Les inconvénients de la destruction anticipée.
— Outre le gros travail occasionné par la destruction
des tiges encore vertes, cette pratique offre un autre inconvénient
certain : c’est la réduction du rendement en tubercules. Nous l’avons dit
bien des fois, le grossissement des tubercules se poursuit jusqu’à la
dessiccation complète et naturelle des fanes. Il y a, par suite,
amoindrissement certain de la récolte globale chaque fois que, par une cause
fortuite, l’appareil aérien dépérit prématurément.
Les avantages de la destruction anticipée.
— Quand il s’agit d’obtenir des plants de sélection,
la pratique offre certains avantages qui la font recommander. On s’est aperçu,
en effet, que la contamination de pied à pied se produit surtout sur le tard de
la végétation. Les observations que j’ai pu faire en Haut-Forez corroborent
cette manière de voir.
Parfois, dans ce secteur élevé, se produisent des gelées
s’échelonnant de la fin août à fin septembre. Le feuillage est frisé, puis
détruit en pleine végétation, ce qui permet d’avancer l’arrachage.

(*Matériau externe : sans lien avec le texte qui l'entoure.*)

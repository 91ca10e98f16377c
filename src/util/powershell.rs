/// PowerShell quoting utilities
pub struct PsEscape;

impl PsEscape {
    /// Quote as a single-quoted literal (no variable expansion)
    /// Escapes: ' and its typographic variants by doubling
    pub fn single_quoted(text: &str) -> String {
        let mut quoted = String::with_capacity(text.len() + 2);
        quoted.push('\'');
        for ch in text.chars() {
            if matches!(ch, '\'' | '\u{2018}' | '\u{2019}' | '\u{201A}' | '\u{201B}') {
                quoted.push(ch);
            }
            quoted.push(ch);
        }
        quoted.push('\'');
        quoted
    }

    /// Make text safe inside a `#` comment line
    pub fn comment(text: &str) -> String {
        text.replace(['\r', '\n'], " ")
    }
}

Or on s’est aperçu que la récolte de ces pommes de terre,
bien que réduite en quantité, offrait l’année suivante certains
avantages : les plants germaient bien et une certaine réduction des
phénomènes morbides dans la végétation était observée.
En 1945, j’avais une famille d’Ackersegen, plantée à
3 mètres d’autres variétés ; cette famille est resté magnifique
jusqu’au début de septembre ; à partir de cette date, des symptômes
d’enroulement, diffusés je ne sais comment, se sont produits dans une partie de
la famille jusque-là saine, en sorte que le lot a fourni ultérieurement de
mauvais résultats.
La même année, j’ai constaté le même fait sur un lot d’Osbote,
élite importation.
Des incurvations se sont produites sur le tard dans la
culture jusque-là saine, amoindrissant fortement l’état sanitaire.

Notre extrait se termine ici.